Source records:
==*==

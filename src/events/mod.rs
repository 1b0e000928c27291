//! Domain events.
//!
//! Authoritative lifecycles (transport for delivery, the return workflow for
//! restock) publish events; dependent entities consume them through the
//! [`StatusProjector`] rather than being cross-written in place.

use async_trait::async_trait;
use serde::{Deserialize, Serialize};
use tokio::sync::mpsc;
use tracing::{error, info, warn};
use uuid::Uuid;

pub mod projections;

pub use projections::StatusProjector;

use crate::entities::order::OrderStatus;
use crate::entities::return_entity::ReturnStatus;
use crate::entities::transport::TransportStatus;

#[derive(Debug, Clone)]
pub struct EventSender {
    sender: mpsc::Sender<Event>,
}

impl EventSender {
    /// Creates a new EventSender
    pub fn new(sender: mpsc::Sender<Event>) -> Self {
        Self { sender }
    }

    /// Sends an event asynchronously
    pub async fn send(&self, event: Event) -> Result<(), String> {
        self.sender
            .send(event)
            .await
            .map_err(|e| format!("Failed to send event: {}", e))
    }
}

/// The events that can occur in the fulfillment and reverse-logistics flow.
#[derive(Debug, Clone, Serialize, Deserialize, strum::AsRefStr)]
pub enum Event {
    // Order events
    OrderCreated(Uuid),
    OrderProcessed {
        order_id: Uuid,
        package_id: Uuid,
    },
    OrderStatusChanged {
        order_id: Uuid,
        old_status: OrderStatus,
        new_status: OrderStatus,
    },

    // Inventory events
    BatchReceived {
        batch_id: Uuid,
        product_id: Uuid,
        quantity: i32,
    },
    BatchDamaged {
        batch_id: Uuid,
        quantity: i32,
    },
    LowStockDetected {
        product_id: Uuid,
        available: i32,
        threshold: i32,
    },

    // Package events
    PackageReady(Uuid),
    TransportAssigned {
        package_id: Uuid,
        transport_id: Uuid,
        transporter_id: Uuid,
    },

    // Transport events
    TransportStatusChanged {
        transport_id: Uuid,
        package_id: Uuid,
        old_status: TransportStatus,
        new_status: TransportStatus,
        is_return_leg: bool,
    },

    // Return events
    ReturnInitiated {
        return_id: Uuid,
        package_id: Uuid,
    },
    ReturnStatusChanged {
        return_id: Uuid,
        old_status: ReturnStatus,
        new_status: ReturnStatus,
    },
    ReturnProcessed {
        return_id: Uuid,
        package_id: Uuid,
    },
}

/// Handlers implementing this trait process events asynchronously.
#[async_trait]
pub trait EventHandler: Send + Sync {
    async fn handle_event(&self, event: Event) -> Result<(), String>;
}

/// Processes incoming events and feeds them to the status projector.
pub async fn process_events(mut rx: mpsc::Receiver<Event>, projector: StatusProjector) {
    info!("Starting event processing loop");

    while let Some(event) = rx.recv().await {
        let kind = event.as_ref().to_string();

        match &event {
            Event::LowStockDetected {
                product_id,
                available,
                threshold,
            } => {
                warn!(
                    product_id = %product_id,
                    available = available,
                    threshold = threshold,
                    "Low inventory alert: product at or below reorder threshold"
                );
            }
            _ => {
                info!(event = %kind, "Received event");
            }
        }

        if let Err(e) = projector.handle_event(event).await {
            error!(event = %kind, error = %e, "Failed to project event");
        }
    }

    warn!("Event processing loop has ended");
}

==*==

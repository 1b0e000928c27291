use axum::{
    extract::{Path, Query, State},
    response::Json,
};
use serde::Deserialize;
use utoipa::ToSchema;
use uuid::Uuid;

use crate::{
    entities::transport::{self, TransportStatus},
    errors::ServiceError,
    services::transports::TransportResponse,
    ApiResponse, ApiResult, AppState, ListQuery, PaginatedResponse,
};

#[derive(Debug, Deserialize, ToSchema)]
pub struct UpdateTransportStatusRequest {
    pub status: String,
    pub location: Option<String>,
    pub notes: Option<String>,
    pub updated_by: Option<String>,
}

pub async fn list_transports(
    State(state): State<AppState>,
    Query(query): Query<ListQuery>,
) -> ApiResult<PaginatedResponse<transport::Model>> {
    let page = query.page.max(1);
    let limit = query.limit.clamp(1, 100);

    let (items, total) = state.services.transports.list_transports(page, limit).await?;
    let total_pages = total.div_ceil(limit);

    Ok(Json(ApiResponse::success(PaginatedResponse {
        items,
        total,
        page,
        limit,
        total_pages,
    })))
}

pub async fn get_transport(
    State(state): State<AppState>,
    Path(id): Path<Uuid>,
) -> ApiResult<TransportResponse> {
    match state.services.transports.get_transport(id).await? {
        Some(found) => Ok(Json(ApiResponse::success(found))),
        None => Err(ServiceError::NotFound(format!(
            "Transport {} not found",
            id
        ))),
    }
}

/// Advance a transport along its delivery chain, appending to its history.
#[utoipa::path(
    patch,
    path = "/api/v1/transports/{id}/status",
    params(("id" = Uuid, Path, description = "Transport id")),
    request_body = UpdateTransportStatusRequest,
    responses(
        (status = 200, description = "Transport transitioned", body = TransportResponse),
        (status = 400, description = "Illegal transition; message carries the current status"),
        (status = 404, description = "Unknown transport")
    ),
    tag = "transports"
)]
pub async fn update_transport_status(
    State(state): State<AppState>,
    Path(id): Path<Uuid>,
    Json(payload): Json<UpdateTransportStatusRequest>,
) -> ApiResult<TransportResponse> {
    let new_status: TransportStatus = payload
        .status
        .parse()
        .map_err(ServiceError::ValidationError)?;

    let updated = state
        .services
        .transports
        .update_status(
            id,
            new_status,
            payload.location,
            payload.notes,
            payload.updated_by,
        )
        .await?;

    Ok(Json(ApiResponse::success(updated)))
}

==*==

PROBLEM STATEMENT:
With "Option" as the string to match, show every line of the entries above that has it.

TASK RESULT:
    pub location: Option<String>,
    pub notes: Option<String>,
    pub updated_by: Option<String>,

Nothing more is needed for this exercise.